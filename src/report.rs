//! Report rendering for the command line
//!
//! Turns a finished run into a text table, CSV rows or a JSON document.
//! Charting is left to whatever consumes the JSON output.

use itertools::Itertools;
use serde::{Deserialize, Serialize};
use std::fmt::{self, Write as _};
use std::io;
use std::str::FromStr;

use crate::config::SimulationConfig;
use crate::simulation::SimulationResult;
use crate::stats::{summarize, FinalBalanceStats, RegimeSummary};
use crate::{Instrument, Money};

/// Column headers of the per-regime table
pub const TABLE_HEADERS: [&str; 6] = [
    "Market Type",
    "Total Trades",
    "Wins",
    "Losses",
    "Win Rate (%)",
    "PnL ($)",
];

/// Output format selected on the command line
#[derive(Debug, Clone, Copy, Default, PartialEq, Eq)]
pub enum OutputFormat {
    #[default]
    Table,
    Csv,
    Json,
}

impl FromStr for OutputFormat {
    type Err = String;

    fn from_str(s: &str) -> Result<Self, Self::Err> {
        match s.trim().to_ascii_lowercase().as_str() {
            "table" => Ok(OutputFormat::Table),
            "csv" => Ok(OutputFormat::Csv),
            "json" => Ok(OutputFormat::Json),
            other => Err(format!(
                "unknown format '{}' (expected table, csv or json)",
                other
            )),
        }
    }
}

/// Everything a renderer needs about one run
#[derive(Debug, Clone, Serialize, Deserialize)]
pub struct SimulationReport {
    pub instrument: Instrument,
    pub seed: u64,
    pub config: SimulationConfig,
    pub regimes: Vec<RegimeSummary>,
    pub final_balances: FinalBalanceStats,
    pub average_curve: Vec<f64>,
}

impl SimulationReport {
    pub fn new(
        instrument: Instrument,
        seed: u64,
        config: SimulationConfig,
        result: &SimulationResult,
    ) -> Self {
        let starting_balance = Money::from_f64(config.starting_balance);
        SimulationReport {
            instrument,
            seed,
            regimes: summarize(&result.regime_stats),
            final_balances: FinalBalanceStats::from_result(result, starting_balance),
            average_curve: result.average_curve(),
            config,
        }
    }

    pub fn render(&self, format: OutputFormat) -> anyhow::Result<String> {
        Ok(match format {
            OutputFormat::Table => self.to_table()?,
            OutputFormat::Csv => {
                let mut buf = Vec::new();
                write_csv(&self.regimes, &mut buf)?;
                String::from_utf8(buf)?
            }
            OutputFormat::Json => serde_json::to_string_pretty(self)?,
        })
    }

    /// Human-readable report: header, regime table, final balance distribution
    pub fn to_table(&self) -> Result<String, fmt::Error> {
        let mut out = String::new();
        let rule = "=".repeat(78);
        let c = &self.config;

        writeln!(out, "{}", rule)?;
        writeln!(out, "MONTE CARLO SIMULATION - {}", self.instrument.name)?;
        writeln!(out, "{}", rule)?;
        writeln!(
            out,
            "Games: {}  Trades/Game: {}  Start: ${:.2}  Risk: ${:.2}  R:R {:.2}  Base Win: {:.2}%",
            c.game_count,
            c.trades_per_game,
            c.starting_balance,
            c.risk_per_trade,
            c.reward_to_risk,
            c.base_win_rate * 100.0
        )?;
        writeln!(out, "Seed: {}  Win chance policy: {}", self.seed, c.win_chance_policy)?;
        writeln!(out)?;
        out.push_str(&regime_table(&self.regimes)?);

        let f = &self.final_balances;
        writeln!(out)?;
        writeln!(out, "FINAL BALANCE DISTRIBUTION")?;
        writeln!(out, "{}", "-".repeat(78))?;
        writeln!(out, "Mean:               ${:.2}", f.mean)?;
        writeln!(out, "Median:             ${:.2}", f.median)?;
        writeln!(out, "Std Dev:            ${:.2}", f.std_dev)?;
        writeln!(out, "5th Percentile:     ${:.2}", f.percentile_5)?;
        writeln!(out, "95th Percentile:    ${:.2}", f.percentile_95)?;
        writeln!(out, "Worst Game:         ${:.2}", f.min)?;
        writeln!(out, "Best Game:          ${:.2}", f.max)?;
        writeln!(out, "Profitable Games:   {:.2}%", f.pct_profitable)?;
        writeln!(out, "Losing Games:       {:.2}%", f.pct_losing)?;
        if let Some(last) = self.average_curve.last() {
            writeln!(out, "Average Equity End: ${:.2}", last)?;
        }
        writeln!(out, "{}", rule)?;
        Ok(out)
    }
}

/// Fixed-width table of regime rows, widths fitted to the content
pub fn regime_table(rows: &[RegimeSummary]) -> Result<String, fmt::Error> {
    let cells: Vec<[String; 6]> = rows.iter().map(row_cells).collect();
    let widths: Vec<usize> = (0..TABLE_HEADERS.len())
        .map(|col| {
            cells
                .iter()
                .map(|row| row[col].len())
                .chain(std::iter::once(TABLE_HEADERS[col].len()))
                .max()
                .unwrap_or(0)
        })
        .collect();

    let mut out = String::new();
    writeln!(out, "{}", format_line(TABLE_HEADERS.iter().copied(), &widths))?;
    writeln!(out, "{}", widths.iter().map(|w| "-".repeat(*w)).join("-+-"))?;
    for row in &cells {
        writeln!(out, "{}", format_line(row.iter().map(String::as_str), &widths))?;
    }
    Ok(out)
}

/// First column left-aligned, numbers right-aligned
fn format_line<'a>(values: impl Iterator<Item = &'a str>, widths: &[usize]) -> String {
    values
        .zip(widths)
        .enumerate()
        .map(|(col, (value, width))| {
            if col == 0 {
                format!("{:<width$}", value, width = *width)
            } else {
                format!("{:>width$}", value, width = *width)
            }
        })
        .join(" | ")
}

fn row_cells(row: &RegimeSummary) -> [String; 6] {
    [
        row.regime.clone(),
        row.total_trades.to_string(),
        row.wins.to_string(),
        row.losses.to_string(),
        format!("{:.2}", row.win_rate_pct),
        format!("{:.2}", row.net_pnl),
    ]
}

/// Regime rows as CSV with the table headers
pub fn write_csv<W: io::Write>(rows: &[RegimeSummary], writer: W) -> Result<(), csv::Error> {
    let mut wtr = csv::Writer::from_writer(writer);
    wtr.write_record(TABLE_HEADERS)?;
    for row in rows {
        wtr.write_record(row_cells(row))?;
    }
    wtr.flush()?;
    Ok(())
}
# # #
- _WHAT YOU SHOULD DO_: Copy every line of the listing containing the string "values".

- _ANSWER TO THE PROBLEM_:
fn format_line<'a>(values: impl Iterator<Item = &'a str>, widths: &[usize]) -> String {
    values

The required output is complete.